Los seres geniales suelen ser “diferentes” hasta en el final de sus vidas, y tal vez por eso el cubano José Raúl Capablanca no pudo tener otra despedida terrenal que no fuera ante un tablero y haciendo lo que tanto amó: jugar ajedrez.

La muerte le ganó su partida, la de la vida, el 8 de marzo de 1942, cuando apenas tenía 54 años de edad y un incalculable talento por exhibir.

Un fulminante derrame cerebral le sorprendió en el Manhattan Chess Club, de Nueva York, y dejó al mundo sin uno de los más geniales ajedrecistas de la historia, desde entonces convertido en leyenda.

El tercer campeón mundial de ajedrez, el único latinoamericano en alcanzar tal rango hasta el día de hoy, fue un niño prodigio y deleitó a sus contemporáneos con su manera especial de comprender el juego de las 64 casillas. Su trayectoria y estilo pasó a ser obligado material de estudio para quienes se dedican a este deporte.

Con menos de 15 años ya había sido campeón de la Isla y sin llegar a los 20 comenzó a acaparar triunfos en todo el orbe. Dejó sin argumentos a quienes quisieron menospreciarlo en el famoso torneo español de San Sebastián 1911, donde se impuso en una cita a la que concurrieron los mejores jugadores de la época –con excepción del entonces monarca universal, el alemán Enmanuel Lasker– y lo hizo de manera tan convincente que ya algunos comenzaron a pensar en él como posible rey del planeta.

Nunca dejó de derrochar un peculiar ingenio en sus partidas, y asumía la solución de las posiciones con tanta sencillez que le apodaron “la máquina de jugar ajedrez”. Pronto quedó claro que el reino era su meta y el desafío con Lasker se produjo finalmente en 1921.

El ímpetu con que el jugador cubano concebía el ajedrez, con una mirada renovada respecto a su veterano rival, le ofreció entonces ventaja. Lasker no pudo ganar siquiera uno de aquellos encuentros, y aceptó la derrota cuando el marcador le era adverso, apenas había podido sacar 10 igualadas en las 14 partidas celebradas hasta ese momento.

Capablanca reinó durante los próximos siete años. Dominó el mundo de los trebejos a su antojo, permaneció invicto durante ocho años y su cuenta de derrotas en partidas oficiales llegó a apenas 35.

Su puntuación Elo ha sido calculada en 2 725, aunque en la época que vivió aún no existía esa manera de organizar el ranking universal. No fundó una escuela en sí… pero su estilo influyó en la filosofía de juego de otros campeones, como el estadounidense Bobby Fischer o el ruso Anatoly Karpov.

Nadie como él entendió el juego a partir de la sencillez, ni se ha dejado llevar por un instinto que pocas veces le falló, sobre todo en los finales, de los que se convirtió en un maestro, en toda la extensión de la palabra.

Perder el título mundial ante el ruso-francés Alexander Alekhine, en Buenos Aires 1927, fue el golpe más duro de su carrera. Nadie podía imaginar entonces que cedería ante un hombre que no le había ganado antes, por lo que sus contemporáneos le auguraban un fácil triunfo.

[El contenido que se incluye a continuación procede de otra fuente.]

use anyhow::{Context, Result};
use lettre::message::{header, Mailbox, Message};
use lettre::transport::smtp::{authentication::Credentials, AsyncSmtpTransport};
use lettre::{AsyncTransport, Tokio1Executor};

use super::{format_event, Notifier};
use crate::config::EmailConfig;
use crate::error::RadarError;
use crate::event::{Event, Tier};

/// One digest mail per delivered batch.
pub struct EmailNotifier {
    mailer: AsyncSmtpTransport<Tokio1Executor>,
    from: Mailbox,
    to: Vec<Mailbox>,
    subject_prefix: String,
}

impl EmailNotifier {
    pub fn from_config(c: &EmailConfig) -> Result<Self, RadarError> {
        let from = c
            .from
            .parse::<Mailbox>()
            .map_err(|e| RadarError::config(format!("invalid from address: {e}")))?;
        let to = c
            .to
            .iter()
            .map(|addr| {
                addr.parse::<Mailbox>()
                    .map_err(|e| RadarError::config(format!("invalid to address {addr}: {e}")))
            })
            .collect::<Result<Vec<Mailbox>, _>>()?;
        if to.is_empty() {
            return Err(RadarError::config("email notifier needs at least one recipient"));
        }

        let mut builder = AsyncSmtpTransport::<Tokio1Executor>::relay(&c.host)
            .map_err(|e| RadarError::config(format!("invalid SMTP host {}: {e}", c.host)))?;
        if let Some(port) = c.port {
            builder = builder.port(port);
        }
        // Credentials only when both env vars are set.
        if let (Ok(user), Ok(pass)) = (std::env::var(&c.username_env), std::env::var(&c.password_env)) {
            builder = builder.credentials(Credentials::new(user, pass));
        }

        Ok(Self {
            mailer: builder.build(),
            from,
            to,
            subject_prefix: c.subject_prefix.clone(),
        })
    }
}

pub fn digest_subject(prefix: &str, events: &[Event]) -> String {
    let action = events.iter().filter(|e| e.tier == Tier::Action).count();
    let trade_date = events.first().map(|e| e.trade_date.as_str()).unwrap_or("");
    format!(
        "{prefix} {} alert(s), {action} action ({trade_date})",
        events.len()
    )
}

#[async_trait::async_trait]
impl Notifier for EmailNotifier {
    fn name(&self) -> &str {
        "email"
    }

    async fn notify(&self, events: &[Event]) -> Result<()> {
        let body = events
            .iter()
            .map(format_event)
            .collect::<Vec<_>>()
            .join(&format!("\n{}\n", "-".repeat(60)));

        let mut msg = Message::builder()
            .from(self.from.clone())
            .subject(digest_subject(&self.subject_prefix, events))
            .header(header::ContentType::TEXT_PLAIN);
        for to in &self.to {
            msg = msg.to(to.clone());
        }
        let msg = msg.body(body).context("build email")?;

        self.mailer.send(msg).await.context("send email")?;
        Ok(())
    }
}
// Copyright 2025 Fernando Borretti
//
// Licensed under the Apache License, Version 2.0 (the "License");
// you may not use this file except in compliance with the License.
// You may obtain a copy of the License at
//
//     http://www.apache.org/licenses/LICENSE-2.0
//
// Unless required by applicable law or agreed to in writing, software
// distributed under the License is distributed on an "AS IS" BASIS,
// WITHOUT WARRANTIES OR CONDITIONS OF ANY KIND, either express or implied.
// See the License for the specific language governing permissions and
// limitations under the License.

pub mod card;
pub mod card_view;
pub mod deck;
pub mod note;
pub mod rating;
pub mod review;
pub mod study_date;
pub mod timestamp;
// Copyright 2025 Fernando Borretti
//
// Licensed under the Apache License, Version 2.0 (the "License");
// you may not use this file except in compliance with the License.
// You may obtain a copy of the License at
//
//     http://www.apache.org/licenses/LICENSE-2.0
//
// Unless required by applicable law or agreed to in writing, software
// distributed under the License is distributed on an "AS IS" BASIS,
// WITHOUT WARRANTIES OR CONDITIONS OF ANY KIND, either express or implied.
// See the License for the specific language governing permissions and
// limitations under the License.

//! A spaced-repetition scheduling engine: an SM-2 state machine with
//! learning steps, a quota-aware session builder, daily-stats accounting
//! with a configurable rollover hour, and an append-only review log.

pub mod cli;
pub mod config;
pub mod db;
pub mod error;
pub mod scheduler;
pub mod session;
pub mod sm2;
pub mod types;
// Copyright 2025 Fernando Borretti
//
// Licensed under the Apache License, Version 2.0 (the "License");
// you may not use this file except in compliance with the License.
// You may obtain a copy of the License at
//
//     http://www.apache.org/licenses/LICENSE-2.0
//
// Unless required by applicable law or agreed to in writing, software
// distributed under the License is distributed on an "AS IS" BASIS,
// WITHOUT WARRANTIES OR CONDITIONS OF ANY KIND, either express or implied.
// See the License for the specific language governing permissions and
// limitations under the License.

use std::fs::read_to_string;
use std::path::Path;

use serde::Deserialize;

use crate::error::Fallible;
use crate::types::study_date::DEFAULT_ROLLOVER_HOUR;

/// Engine configuration. Callers construct this explicitly; the CLI reads
/// it from an optional `kartei.toml` next to the database.
#[derive(Clone, Debug, Deserialize)]
#[serde(default)]
pub struct SchedulerConfig {
    /// Hour of day at which the study day rolls over.
    pub rollover_hour: u32,
    /// Fixed seed for the randomness source. Leave unset for
    /// entropy-seeded scheduling; set it to make sessions reproducible.
    pub seed: Option<u64>,
}

impl Default for SchedulerConfig {
    fn default() -> Self {
        Self {
            rollover_hour: DEFAULT_ROLLOVER_HOUR,
            seed: None,
        }
    }
}

impl SchedulerConfig {
    /// Load configuration from a TOML file, falling back to defaults when
    /// the file does not exist.
    pub fn load(path: &Path) -> Fallible<Self> {
        if !path.exists() {
            return Ok(Self::default());
        }
        let content = read_to_string(path)?;
        let config: Self = toml::from_str(&content)?;
        Ok(config)
    }
}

La realidad fue muy diferente y para mayor perjuicio, nunca logró la deseada revancha. Ganó la medalla de oro en la Olimpiada de 1939 jugando como primer tablero y por delante del propio Alekhine y del estonio Paul Keres.

Capablanca nunca abandonó el ajedrez de alta competición, pero la salud no le acompañó en sus últimos años. Dicen que un leve accidente cerebrovascular le envió las primeras señales en 1938, pero hizo caso omiso y mantuvo su habitual ritmo ante los tableros.

Aquel 7 de marzo de 1942 entró feliz al Manhattan Chess Club sin imaginar que sería la última partida de su vida. Se desplomó ante la atónita mirada de sus amigos y en la madrugada del 8 de marzo falleció en el hospital Monte Sinaí demasiado pronto para lo que todavía tenía por ofrecer en el juego de su vida.